Why does Salem Hospital only have "private rooms" (nothing is ever private anyway in Salem)! Why can everyone just waltz into a hospital room in Salem? Like Hope did from the other room? (That has happened a lot in that hospital).
In my little town, you have to give your name and other info to visit a friend or relative there to a guard at the door and then he gives you a visitors badge during visiting hours only! Why wouldn’t Roman and Abe check the visitors log????
Arrrrrrrrrgh… I think I look at the show more now for these kinds of things as opposed to the actual story line.
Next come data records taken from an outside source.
//! Sample dimensions and their decode categories.
//!
//! A category maps an inclusive range of raw sample values either to
//! geophysical values (quantitative, through a transform) or to a named
//! class (qualitative). Categories of one band never overlap.

use std::fmt;
use std::ops::RangeInclusive;
use std::sync::Arc;

use image::Rgba;
use serde::Serialize;

use catalog_store::{BandRecord, CategoryRecord};
use coverage_common::{CatalogError, CatalogResult};

/// A one-dimensional transform from raw samples to geophysical values.
pub trait SampleTransform: Send + Sync + fmt::Debug {
    fn apply(&self, value: f64) -> f64;
}

/// `offset + scale * x`.
#[derive(Debug, Clone, Copy, PartialEq)]
pub struct LinearTransform {
    pub offset: f64,
    pub scale: f64,
}

impl SampleTransform for LinearTransform {
    fn apply(&self, value: f64) -> f64 {
        self.offset + self.scale * value
    }
}

/// `10^x`.
#[derive(Debug, Clone, Copy, Default)]
pub struct Exp10Transform;

impl SampleTransform for Exp10Transform {
    fn apply(&self, value: f64) -> f64 {
        10f64.powf(value)
    }
}

/// `second(first(x))`.
#[derive(Debug, Clone)]
pub struct ConcatenatedTransform {
    pub first: Arc<dyn SampleTransform>,
    pub second: Arc<dyn SampleTransform>,
}

impl SampleTransform for ConcatenatedTransform {
    fn apply(&self, value: f64) -> f64 {
        self.second.apply(self.first.apply(value))
    }
}

#[derive(Debug, Clone)]
pub enum CategoryKind {
    Quantitative {
        transform: Arc<dyn SampleTransform>,
        logarithmic: bool,
    },
    Qualitative,
}

#[derive(Debug, Clone)]
pub struct Category {
    pub name: String,
    pub range: RangeInclusive<i32>,
    pub kind: CategoryKind,
    pub colors: Vec<Rgba<u8>>,
}

impl Category {
    /// Build a category from its record. `exp10` is shared by every
    /// logarithmic category of a catalog.
    pub fn from_record(
        record: &CategoryRecord,
        exp10: impl FnOnce() -> Arc<dyn SampleTransform>,
    ) -> CatalogResult<Self> {
        if record.lower > record.upper {
            return Err(CatalogError::invalid_record(
                "categories",
                format!("category '{}' has an inverted range", record.name),
            ));
        }
        let span = i64::from(record.upper) - i64::from(record.lower) + 1;
        let count = usize::try_from(span).unwrap_or(MAX_PALETTE_COLORS);
        let colors = match &record.colors {
            Some(palette) => parse_palette(palette, count)?,
            None => Vec::new(),
        };

        let kind = match (record.c0, record.c1) {
            (Some(offset), Some(scale)) => {
                let linear: Arc<dyn SampleTransform> = Arc::new(LinearTransform { offset, scale });
                let transform = if record.log {
                    Arc::new(ConcatenatedTransform {
                        first: linear,
                        second: exp10(),
                    })
                } else {
                    linear
                };
                CategoryKind::Quantitative {
                    transform,
                    logarithmic: record.log,
                }
            }
            (None, None) => CategoryKind::Qualitative,
            _ => {
                return Err(CatalogError::invalid_record(
                    "categories",
                    format!("category '{}' has only one coefficient", record.name),
                ))
            }
        };

        Ok(Self {
            name: record.name.clone(),
            range: record.lower..=record.upper,
            kind,
            colors,
        })
    }

    pub fn is_quantitative(&self) -> bool {
        matches!(self.kind, CategoryKind::Quantitative { .. })
    }

    /// Geophysical value of a raw sample. Qualitative classes map to NaN.
    pub fn geophysics(&self, sample: f64) -> f64 {
        match &self.kind {
            CategoryKind::Quantitative { transform, .. } => transform.apply(sample),
            CategoryKind::Qualitative => f64::NAN,
        }
    }

    fn overlaps(&self, other: &Category) -> bool {
        self.range.start() <= other.range.end() && other.range.start() <= self.range.end()
    }
}

/// One band of a format, with its categories sorted by sample range.
#[derive(Debug, Clone)]
pub struct SampleDimension {
    /// 1-based band number.
    pub band: i32,
    pub name: String,
    pub units: Option<String>,
    pub categories: Vec<Category>,
}

impl SampleDimension {
    pub fn new(record: &BandRecord, mut categories: Vec<Category>) -> CatalogResult<Self> {
        categories.sort_by_key(|c| *c.range.start());
        for pair in categories.windows(2) {
            if pair[0].overlaps(&pair[1]) {
                return Err(CatalogError::invalid_record(
                    "categories",
                    format!(
                        "categories '{}' and '{}' of band '{}' overlap",
                        pair[0].name, pair[1].name, record.name
                    ),
                ));
            }
        }
        Ok(Self {
            band: record.band,
            name: record.name.clone(),
            units: record.units.clone(),
            categories,
        })
    }

    /// Category containing a raw sample value.
    pub fn category(&self, sample: f64) -> Option<&Category> {
        if !sample.is_finite() {
            return None;
        }
        let sample = sample.round() as i32;
        self.categories.iter().find(|c| c.range.contains(&sample))
    }

    /// Geophysical value of a raw sample; NaN outside every quantitative category.
    pub fn geophysics(&self, sample: f64) -> f64 {
        match self.category(sample) {
            Some(category) => category.geophysics(sample),
            None => f64::NAN,
        }
    }

    pub fn summary(&self) -> SampleDimensionSummary {
        SampleDimensionSummary {
            band: self.band,
            name: self.name.clone(),
            units: self.units.clone(),
            categories: self
                .categories
                .iter()
                .map(|c| CategorySummary {
                    name: c.name.clone(),
                    lower: *c.range.start(),
                    upper: *c.range.end(),
                    quantitative: c.is_quantitative(),
                    colors: c.colors.len(),
                })
                .collect(),
        }
    }
}

/// Serializable view of a band, for listings.
#[derive(Debug, Clone, Serialize)]
pub struct SampleDimensionSummary {
    pub band: i32,
    pub name: String,
    pub units: Option<String>,
    pub categories: Vec<CategorySummary>,
}

#[derive(Debug, Clone, Serialize)]
pub struct CategorySummary {
    pub name: String,
    pub lower: i32,
    pub upper: i32,
    pub quantitative: bool,
    pub colors: usize,
}

/// Gradients never spread over more entries than a 16-bit sample can index.
pub const MAX_PALETTE_COLORS: usize = 1 << 16;

/// Parse a palette: `#RRGGBB` or `#RRGGBBAA` colours separated by `;`, or
/// a gradient `#RRGGBB..#RRGGBB` spread over `count` entries, at most
/// `MAX_PALETTE_COLORS`.
pub fn parse_palette(palette: &str, count: usize) -> CatalogResult<Vec<Rgba<u8>>> {
    let malformed = || CatalogError::invalid_record("categories", format!("malformed palette '{}'", palette));

    if let Some((from, to)) = palette.split_once("..") {
        let from = parse_color(from).ok_or_else(malformed)?;
        let to = parse_color(to).ok_or_else(malformed)?;
        return Ok(gradient(from, to, count.min(MAX_PALETTE_COLORS)));
    }

    palette
        .split(';')
        .map(|part| parse_color(part).ok_or_else(malformed))
        .collect()
}

fn parse_color(s: &str) -> Option<Rgba<u8>> {
    let hex = s.trim().strip_prefix('#')?;
    if !hex.chars().all(|c| c.is_ascii_hexdigit()) {
        return None;
    }
    let channel = |i: usize| u8::from_str_radix(&hex[i..i + 2], 16).ok();
    match hex.len() {
        6 => Some(Rgba([channel(0)?, channel(2)?, channel(4)?, 255])),
        8 => Some(Rgba([channel(0)?, channel(2)?, channel(4)?, channel(6)?])),
        _ => None,
    }
}

fn gradient(from: Rgba<u8>, to: Rgba<u8>, count: usize) -> Vec<Rgba<u8>> {
    if count <= 1 {
        return vec![from];
    }
    (0..count)
        .map(|i| {
            let t = i as f64 / (count - 1) as f64;
            let mix = |a: u8, b: u8| (a as f64 + (b as f64 - a as f64) * t).round() as u8;
            Rgba([
                mix(from[0], to[0]),
                mix(from[1], to[1]),
                mix(from[2], to[2]),
                mix(from[3], to[3]),
            ])
        })
        .collect()
}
July 24, 2010 at 7:47 pm #14832DeeLanParticipantWhen I was working at a hospital in Chicago they mostly semi-private and wards with 3+ beds with very few private rooms. That was in the late 70’s. By the time I left (23 years later) most of the rooms were converted to private rooms and there were very few semi private with no wards at all. The ER which use to be 1 huge room with curtains between beds was remodeled to private rooms on one side with some cubicles with curtains and the ICU’s that use to be 1 huge ward with curtains were now all private rooms but the wall and door leading to the central nurses desk was all glass so they could keep the doors closed and still see the patients. When I started working at the hospital you had to get a pass and there were only 2 per patient. If they were both in use someone had to come down with a pass to allow someone else up. Several years later they got more lax with visitation and the only time they limited visitors was if the floor you were on was understaffed or there was something critical happening. Even the ICU’s that had strict visiting hours posted didnt’ adhere to them unless there was a patient that had visitors that were loud or obnoxious then they’d then enforce the visitation for all patients to avoid conflict with 1 family.
I moved to a small town in Alabama 7 years ago and have been in a small community hospital twice and I was in a room with 2 beds but I was the only patient. In January I was in a larger hospital for a week and I had a private room with a couch and 2 chairs for visitors. I requested my door be closed because I hated the noise and light from the hallway at night and my door was only opened if someone came in. They immediately closed it when they left. My husband and friends never had to check with anyone before coming up to my room and when I visited someone I never checked in with anyone. Both hospitals down here do adhere to strict visitations in the ICU as far as hours but still didn’t ask to see a pass or put restrictions on how many people were visiting but you were only allowed 10 minutes per hour and the main doors to the ICU were kept locked until the hour then they’d unlock them and it was like cattle pouring into the unit, after 10 minutes everyone poured out again to sit in the waiting room until the next hour.